BRIEF |
Please say how many lines in the records below contain the word "than". Give only the number.

TASK INPUTS |
//! Per-field error collection for the registration form.

/// Full name left blank.
pub const FULLNAME_REQUIRED: &str = "Fullname is required.";
/// Username left blank.
pub const USERNAME_REQUIRED: &str = "Username is required.";
/// Email left blank.
pub const EMAIL_REQUIRED: &str = "Email is required.";
/// Password left blank.
pub const PASSWORD_REQUIRED: &str = "Password is required.";
/// Confirmation left blank.
pub const CONFIRM_PASSWORD_REQUIRED: &str = "Please retype the password.";
/// Full name longer than the account column allows.
pub const FULLNAME_TOO_LONG: &str = "Fullname must be at most 255 characters.";
/// Username longer than the account column allows.
pub const USERNAME_TOO_LONG: &str = "Username must be at most 64 characters.";
/// Email longer than the account column allows.
pub const EMAIL_TOO_LONG: &str = "Email must be at most 255 characters.";
/// Uploaded picture name longer than the stored path allows.
pub const PICTURE_NAME_TOO_LONG: &str = "Profile picture file name is too long.";
/// Username with a leading digit or a non-alphanumeric character.
pub const USERNAME_INVALID: &str =
    "Username must start with a letter and contain only letters and numbers.";
/// Email without the `local@domain.tld` shape.
pub const EMAIL_INVALID: &str = "Invalid email format.";
/// Password failing the strength rule.
pub const PASSWORD_WEAK: &str =
    "Password must be at least 8 characters long, with 1 uppercase letter, 1 number, and 1 symbol.";
/// Confirmation differing from the password.
pub const PASSWORDS_MISMATCH: &str = "Passwords do not match.";
/// Username already held by another account.
pub const USERNAME_TAKEN: &str = "The user with this username already exists.";
/// Submission could not be checked at all.
pub const INVALID_INPUT: &str = "Invalid input.";
/// Account store unreachable.
pub const SERVICE_UNAVAILABLE: &str = "Our server is under maintenance. Please try again later!";
/// Account store refused the insert.
pub const REGISTRATION_FAILED: &str = "Could not register your account. Please try again later!";
/// Configuration or adapter fault; details only reach the logs.
pub const UNEXPECTED_ERROR: &str = "An unexpected error occurred. Please try again later!";
/// One-time notice shown on the sign-in page after registering.
pub const REGISTRATION_SUCCEEDED: &str = "Account Successfully Created, Please Login.";

/// Slot in [`RegistrationErrors`].
#[derive(Debug, Clone, Copy, PartialEq, Eq, Hash)]
pub enum RegistrationField {
    /// `fullname` input.
    FullName,
    /// `username` input.
    Username,
    /// `email` input.
    Email,
    /// `password` input.
    Password,
    /// `cPassword` input.
    ConfirmPassword,
    /// Form-wide message not tied to one input.
    General,
}

impl RegistrationField {
    /// Every slot, in template order.
    pub const ALL: [Self; 6] = [
        Self::FullName,
        Self::Username,
        Self::Email,
        Self::Password,
        Self::ConfirmPassword,
        Self::General,
    ];

    /// Attribute key the form template reads the message from.
    #[must_use]
    pub const fn error_key(self) -> &'static str {
        match self {
            Self::FullName => "error_fullname",
            Self::Username => "error_username",
            Self::Email => "error_email",
            Self::Password => "error_password",
            Self::ConfirmPassword => "error_cpassword",
            Self::General => "error",
        }
    }
}

/// At most one message per form field plus one general message.
///
/// An empty collection means the submission passed validation.
#[derive(Debug, Clone, Default, PartialEq, Eq)]
pub struct RegistrationErrors {
    full_name: Option<String>,
    username: Option<String>,
    email: Option<String>,
    password: Option<String>,
    confirm_password: Option<String>,
    general: Option<String>,
}

impl RegistrationErrors {
    /// Collection holding only a form-wide message.
    #[must_use]
    pub fn general(message: impl Into<String>) -> Self {
        let mut errors = Self::default();
        errors.set(RegistrationField::General, message);
        errors
    }

    fn slot(&self, field: RegistrationField) -> &Option<String> {
        match field {
            RegistrationField::FullName => &self.full_name,
            RegistrationField::Username => &self.username,
            RegistrationField::Email => &self.email,
            RegistrationField::Password => &self.password,
            RegistrationField::ConfirmPassword => &self.confirm_password,
            RegistrationField::General => &self.general,
        }
    }

    fn slot_mut(&mut self, field: RegistrationField) -> &mut Option<String> {
        match field {
            RegistrationField::FullName => &mut self.full_name,
            RegistrationField::Username => &mut self.username,
            RegistrationField::Email => &mut self.email,
            RegistrationField::Password => &mut self.password,
            RegistrationField::ConfirmPassword => &mut self.confirm_password,
            RegistrationField::General => &mut self.general,
        }
    }

    /// Record `message` for `field`, replacing any earlier message.
    pub fn set(&mut self, field: RegistrationField, message: impl Into<String>) {
        *self.slot_mut(field) = Some(message.into());
    }

    /// Message recorded for `field`, if any.
    #[must_use]
    pub fn get(&self, field: RegistrationField) -> Option<&str> {
        self.slot(field).as_deref()
    }

    /// Whether `field` already carries a message.
    #[must_use]
    pub fn has(&self, field: RegistrationField) -> bool {
        self.slot(field).is_some()
    }

    /// True when the submission passed every check.
    #[must_use]
    pub fn is_empty(&self) -> bool {
        RegistrationField::ALL.iter().all(|field| !self.has(*field))
    }

    /// Set messages keyed by their template attribute name.
    pub fn entries(&self) -> impl Iterator<Item = (&'static str, &str)> + '_ {
        RegistrationField::ALL
            .into_iter()
            .filter_map(|field| self.get(field).map(|message| (field.error_key(), message)))
    }
}
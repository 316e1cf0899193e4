//! Test helpers for inbound HTTP components.

use actix_session::{SessionMiddleware, storage::CookieSessionStore};
use actix_web::HttpResponse;
use actix_web::cookie::{Cookie, Key};
use actix_web::dev::ServiceResponse;

use crate::domain::{Error, Username};
use crate::inbound::http::HttpResult;
use crate::inbound::http::session::SessionContext;

/// Path served by [`sign_in_stub`].
pub const SIGN_IN_STUB_PATH: &str = "/__test/sign-in";

/// Cookie-session middleware with a throwaway key and `Secure` disabled.
pub fn test_session_middleware() -> SessionMiddleware<CookieSessionStore> {
    SessionMiddleware::builder(CookieSessionStore::default(), Key::generate())
        .cookie_name("session".to_owned())
        .cookie_secure(false)
        .build()
}

/// Session cookie set by `res`, if the session changed.
pub fn session_cookie<B>(res: &ServiceResponse<B>) -> Option<Cookie<'static>> {
    res.response()
        .cookies()
        .find(|cookie| cookie.name() == "session")
        .map(Cookie::into_owned)
}

/// Handler binding `ada` to the session, standing in for a real login.
pub async fn sign_in_stub(session: SessionContext) -> HttpResult<HttpResponse> {
    let username = Username::new("ada").map_err(|err| Error::internal(err.to_string()))?;
    session.persist_username(&username)?;
    Ok(HttpResponse::Ok().finish())
}

/// Boundary used by [`multipart_text_body`].
pub const MULTIPART_BOUNDARY: &str = "----wordweave-form";

/// Encode text fields as a `multipart/form-data` body.
///
/// Returns the `content-type` header value alongside the body.
pub fn multipart_text_body(fields: &[(&str, &str)]) -> (String, Vec<u8>) {
    let mut body = String::new();
    for (name, value) in fields {
        body.push_str(&format!(
            "--{MULTIPART_BOUNDARY}\r\nContent-Disposition: form-data; name=\"{name}\"\r\n\r\n{value}\r\n"
        ));
    }
    body.push_str(&format!("--{MULTIPART_BOUNDARY}--\r\n"));
    (
        format!("multipart/form-data; boundary={MULTIPART_BOUNDARY}"),
        body.into_bytes(),
    )
}
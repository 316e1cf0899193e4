//! Server-rendered HTML pages.
//!
//! Templates receive plain view data and never see request or session
//! types. All interpolation is escaped by `maud`.

use maud::{DOCTYPE, Markup, html};

use crate::domain::{FormPrefill, RegistrationErrors, RegistrationField};

fn layout(title: &str, signed_in: Option<&str>, body: Markup) -> Markup {
    html! {
        (DOCTYPE)
        html lang="en" {
            head {
                meta charset="utf-8";
                meta name="viewport" content="width=device-width, initial-scale=1";
                title { (title) " | Wordweave" }
            }
            body {
                header {
                    a href="/" { "Wordweave" }
                    nav {
                        @if let Some(username) = signed_in {
                            span.user { (username) }
                            form method="post" action="/logout" {
                                button type="submit" { "Log out" }
                            }
                        } @else {
                            a href="/login" { "Log in" }
                            " "
                            a href="/register" { "Register" }
                        }
                    }
                }
                main { (body) }
            }
        }
    }
}

fn field_error(errors: &RegistrationErrors, field: RegistrationField) -> Markup {
    html! {
        @if let Some(message) = errors.get(field) {
            p.error data-key=(field.error_key()) { (message) }
        }
    }
}

/// Registration form. Password inputs are always rendered empty.
pub fn register_page(prefill: &FormPrefill, errors: &RegistrationErrors) -> Markup {
    let body = html! {
        h1 { "Create an account" }
        (field_error(errors, RegistrationField::General))
        form method="post" action="/register" enctype="multipart/form-data" {
            label for="fullname" { "Full name" }
            input type="text" id="fullname" name="fullname" value=(prefill.full_name);
            (field_error(errors, RegistrationField::FullName))

            label for="email" { "Email" }
            input type="email" id="email" name="email" value=(prefill.email);
            (field_error(errors, RegistrationField::Email))

            label for="username" { "Username" }
            input type="text" id="username" name="username" value=(prefill.username);
            (field_error(errors, RegistrationField::Username))

            label for="password" { "Password" }
            input type="password" id="password" name="password";
            (field_error(errors, RegistrationField::Password))

            label for="cPassword" { "Retype password" }
            input type="password" id="cPassword" name="cPassword";
            (field_error(errors, RegistrationField::ConfirmPassword))

            label for="profile_picture" { "Profile picture" }
            input type="file" id="profile_picture" name="profile_picture" accept="image/*";

            button type="submit" { "Register" }
        }
        p { "Already have an account? " a href="/login" { "Log in" } }
    };
    layout("Register", None, body)
}

/// Data for [`login_page`].
#[derive(Debug, Default)]
pub struct LoginView<'a> {
    /// One-time success notice.
    pub notice: Option<&'a str>,
    /// Form-level error.
    pub error: Option<&'a str>,
    /// Username to prefill.
    pub username: &'a str,
}

/// Sign-in form. The password input is never prefilled.
#[must_use]
pub fn login_page(view: &LoginView<'_>) -> Markup {
    let body = html! {
        h1 { "Log in" }
        @if let Some(notice) = view.notice {
            p.notice { (notice) }
        }
        @if let Some(error) = view.error {
            p.error data-key="error" { (error) }
        }
        form method="post" action="/login" {
            label for="username" { "Username" }
            input type="text" id="username" name="username" value=(view.username);
            label for="password" { "Password" }
            input type="password" id="password" name="password";
            button type="submit" { "Log in" }
        }
        p { "New here? " a href="/register" { "Create an account" } }
    };
    layout("Log in", None, body)
}

/// Landing page, greeting `signed_in` when present.
#[must_use]
pub fn home_page(signed_in: Option<&str>) -> Markup {
    let body = html! {
        h1 { "Wordweave" }
        @match signed_in {
            Some(username) => p { "Welcome back, " (username) "." },
            None => p { "Stories, notes and ideas. Sign in to start writing." },
        }
    };
    layout("Home", signed_in, body)
}

/// Page rendered for errors escaping a handler.
#[must_use]
pub fn error_page(status: u16, message: &str) -> Markup {
    let body = html! {
        h1 { (status) }
        p.error { (message) }
        p { a href="/" { "Back to the home page" } }
    };
    layout("Error", None, body)
}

ANSWER SPACE |
4